I started writing on this forum to talk about recovery.  Ostensibly.  It quickly morphed into me talking about myself while trying to figure out how to connect what I was writing to some vaguely recovery-themed reference.  I fail often but I try mightily.  I show up.  I get my cuts in.

That paragraph was a prelude.  A prelude to me talking about vomiting.  Vomiting is a funny topic when it's happening to someone else, less so when you are involved personally.  Some son of a bitch didn't wash his hands and then touched a door knob that I then touched while not washing my hands and I ended up vomiting.  This is not fair.  Someone else's poor hygiene always trumps my poor hygiene, making it their fault that I got sick, not mine.  I should add that I always have a couple of cookies out of the cookie container at the morning meeting - the same cookie container that the homeless people use to paw over every cookie to find the one that they like best.  I don't think they're washing their hands very often.

Most bouts of nausea and vomiting are caused by a simple norovirus which produces a toxin that your body expels double time.  I did note with some amusement that other possible causes are cancer, brain tumors, heart attacks, and in the early stages of pregnancy.

Vomiting is the forceful discharge of the stomach contents and it involves the small intestine and the esophagus as well.  Hell, maybe the gall bladder is involved.  Let's go ahead and throw the kitchen sink at this thing.  Seriously though, the physiology is that the stomach and small intestine contract powerfully while the esophagus remains tightly shut.  Then suddenly and all at once the esophagus and the esophagus only relaxes and allows the clenched stomach to discharge everything.  

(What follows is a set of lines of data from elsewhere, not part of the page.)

use crate::core::bounds::MapBounds;
use crate::core::constants::*;
use crate::model::filters::MapFilters;
use crate::model::response::{decode_map_data, DecodedMapData};
use crate::rpc::bump::BumpOutcome;
use crate::rpc::params::{BumpParams, GetMapDataParams, SearchParams};
use crate::rpc::search::{SearchHit, SearchPage, SearchQuery};
use crate::rpc::transport::{RpcRequest, RpcTransport};
use crate::{MapError, Result};
use serde::Serialize;
use serde_json::Value;
use std::sync::Arc;

/// Typed front for the marketplace's stored procedures
#[derive(Clone)]
pub struct MarketplaceClient {
    transport: Arc<dyn RpcTransport>,
    bearer: Option<String>,
}

impl MarketplaceClient {
    pub fn new(transport: Arc<dyn RpcTransport>) -> Self {
        Self {
            transport,
            bearer: None,
        }
    }

    /// Same transport, calls made on behalf of the given session token
    pub fn with_bearer(&self, token: impl Into<String>) -> Self {
        Self {
            transport: self.transport.clone(),
            bearer: Some(token.into()),
        }
    }

    async fn call<P: Serialize>(&self, function: &str, params: &P) -> Result<Value> {
        let params = serde_json::to_value(params)?;
        let request = RpcRequest::new(function, params).with_bearer(self.bearer.clone());
        self.transport.call(request).await
    }

    /// One `get_map_data` round trip, schema-checked
    pub async fn get_map_data(
        &self,
        bounds: &MapBounds,
        zoom: i32,
        filters: &MapFilters,
    ) -> Result<DecodedMapData> {
        if !bounds.is_valid() {
            return Err(MapError::Validation(format!(
                "refusing to fetch invalid bounds {:?}",
                bounds
            )));
        }
        let params = GetMapDataParams::new(bounds, zoom, filters);
        let raw = self.call(RPC_GET_MAP_DATA, &params).await?;
        decode_map_data(raw)
    }

    pub async fn search_properties_fts(&self, query: &SearchQuery) -> Result<SearchPage> {
        if query.text.trim().is_empty() {
            return Err(MapError::Validation("search text is empty".to_string()));
        }
        let params = SearchParams::new(&query.text, &query.filters, query.limit, query.offset);
        let raw = self.call(RPC_SEARCH_PROPERTIES_FTS, &params).await?;

        let hits: Vec<SearchHit> = match raw {
            Value::Null => Vec::new(),
            Value::Array(rows) => rows
                .into_iter()
                .filter_map(|row| match serde_json::from_value::<SearchHit>(row) {
                    Ok(hit) => Some(hit),
                    Err(e) => {
                        log::warn!("dropping malformed search row: {}", e);
                        None
                    }
                })
                .collect(),
            other => {
                return Err(MapError::Decode(format!(
                    "search_properties_fts returned a non-array payload: {}",
                    other
                )))
            }
        };

        Ok(SearchPage::from_hits(hits, query))
    }

    pub async fn bump_property(&self, property_id: &str) -> Result<BumpOutcome> {
        let property_id = property_id.trim();
        if property_id.is_empty() {
            return Err(MapError::Validation("property_id is required".to_string()));
        }
        let params = BumpParams {
            p_property_id: property_id.to_string(),
        };
        let raw = self.call(RPC_BUMP_PROPERTY, &params).await?;
        let outcome = BumpOutcome::from_value(&raw)?;
        match &outcome {
            BumpOutcome::Bumped {
                bumps_remaining, ..
            } => log::info!(
                "bumped property {} ({} bumps remaining)",
                property_id,
                bumps_remaining
            ),
            BumpOutcome::Rejected { error } => {
                log::warn!("bump of property {} rejected: {}", property_id, error)
            }
        }
        Ok(outcome)
    }

    pub async fn cleanup_tile_cache(&self) -> Result<Value> {
        self.call(RPC_CLEANUP_TILE_CACHE, &Value::Object(Default::default()))
            .await
    }

    pub async fn refresh_properties_monthly(&self) -> Result<Value> {
        self.call(RPC_REFRESH_PROPERTIES_MONTHLY, &Value::Object(Default::default()))
            .await
    }

    pub async fn refresh_stats_views(&self) -> Result<Value> {
        self.call(RPC_REFRESH_STATS_VIEWS, &Value::Object(Default::default()))
            .await
    }
}
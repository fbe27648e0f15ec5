use crate::core::bounds::MapBounds;
use crate::core::viewport::{floor_zoom, MapViewport};
use crate::model::filters::MapFilters;
use std::fmt;

/// Scope prefix shared by every map-data key
pub const MAP_DATA_SCOPE: &str = "map-data";

/// Identity of a cached query result
#[derive(Debug, Clone, PartialEq, Eq, Hash, PartialOrd, Ord)]
pub struct QueryKey(String);

impl QueryKey {
    pub fn new(key: impl Into<String>) -> Self {
        Self(key.into())
    }

    pub fn as_str(&self) -> &str {
        &self.0
    }

    pub fn starts_with(&self, prefix: &str) -> bool {
        self.0.starts_with(prefix)
    }
}

impl fmt::Display for QueryKey {
    fn fmt(&self, f: &mut fmt::Formatter<'_>) -> fmt::Result {
        f.write_str(&self.0)
    }
}

/// Everything the fetcher needs to resolve one map-data query
#[derive(Debug, Clone, PartialEq)]
pub struct MapDataRequest {
    pub bounds: Option<MapBounds>,
    pub zoom: f64,
    pub filters: MapFilters,
    pub enabled: bool,
}

impl MapDataRequest {
    pub fn new(bounds: Option<MapBounds>, zoom: f64, filters: MapFilters, enabled: bool) -> Self {
        Self {
            bounds,
            zoom,
            filters,
            enabled,
        }
    }

    pub fn for_viewport(viewport: &MapViewport, filters: MapFilters) -> Self {
        Self::new(Some(viewport.bounds), viewport.zoom, filters, true)
    }

    /// Suspended requests never reach the network
    pub fn is_active(&self) -> bool {
        self.enabled && self.bounds.is_some()
    }

    pub fn zoom_level(&self) -> i32 {
        floor_zoom(self.zoom)
    }

    pub fn bounds_key(&self) -> Option<String> {
        self.bounds.as_ref().map(MapBounds::normalize_key)
    }

    /// `(normalized bounds, floor(zoom), serialized filters)`
    pub fn query_key(&self) -> Option<QueryKey> {
        self.bounds_key().map(|bounds| {
            QueryKey(format!(
                "{}|{}|{}|{}",
                MAP_DATA_SCOPE,
                bounds,
                self.zoom_level(),
                self.filters.cache_fragment()
            ))
        })
    }
}
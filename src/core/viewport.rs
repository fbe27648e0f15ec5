use crate::core::bounds::MapBounds;
use crate::core::geo::LatLng;
use serde::{Deserialize, Serialize};

/// Snapshot of the map library's current view.
///
/// Produced from map-library events; the fetch pipeline only reads it.
#[derive(Debug, Clone, Copy, PartialEq, Serialize, Deserialize)]
pub struct MapViewport {
    /// Visible extent
    pub bounds: MapBounds,
    /// Fractional zoom level as reported by the map library
    pub zoom: f64,
    /// Center of the view
    pub center: LatLng,
}

impl MapViewport {
    pub fn new(bounds: MapBounds, zoom: f64) -> Self {
        Self {
            bounds,
            zoom,
            center: bounds.center(),
        }
    }

    pub fn with_center(mut self, center: LatLng) -> Self {
        self.center = center;
        self
    }

    /// Integer zoom used for cache keys and the remote call
    pub fn zoom_level(&self) -> i32 {
        floor_zoom(self.zoom)
    }
}

/// Floors a fractional zoom, mapping non-finite input to 0
pub fn floor_zoom(zoom: f64) -> i32 {
    if zoom.is_finite() {
        zoom.floor() as i32
    } else {
        0
    }
}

There.  It doesn't sound so bad when it's presented clinically like that, now does it?

The sound effects of vomiting are not to be missed.  While I was actually hanging over the toilet I kept thinking: "Where are those growling wolf-like noises coming from?"  I don't think I could reproduce that sound.  I think there was a wolf in the bathroom while I vomited silently.

I have had two pieces of toast and four crackers in the last two days.

I realize this is a topic that is beneath me.  But, you got to admit, it's pretty funny.  I was giggling a little bit as I was writing about ME vomiting.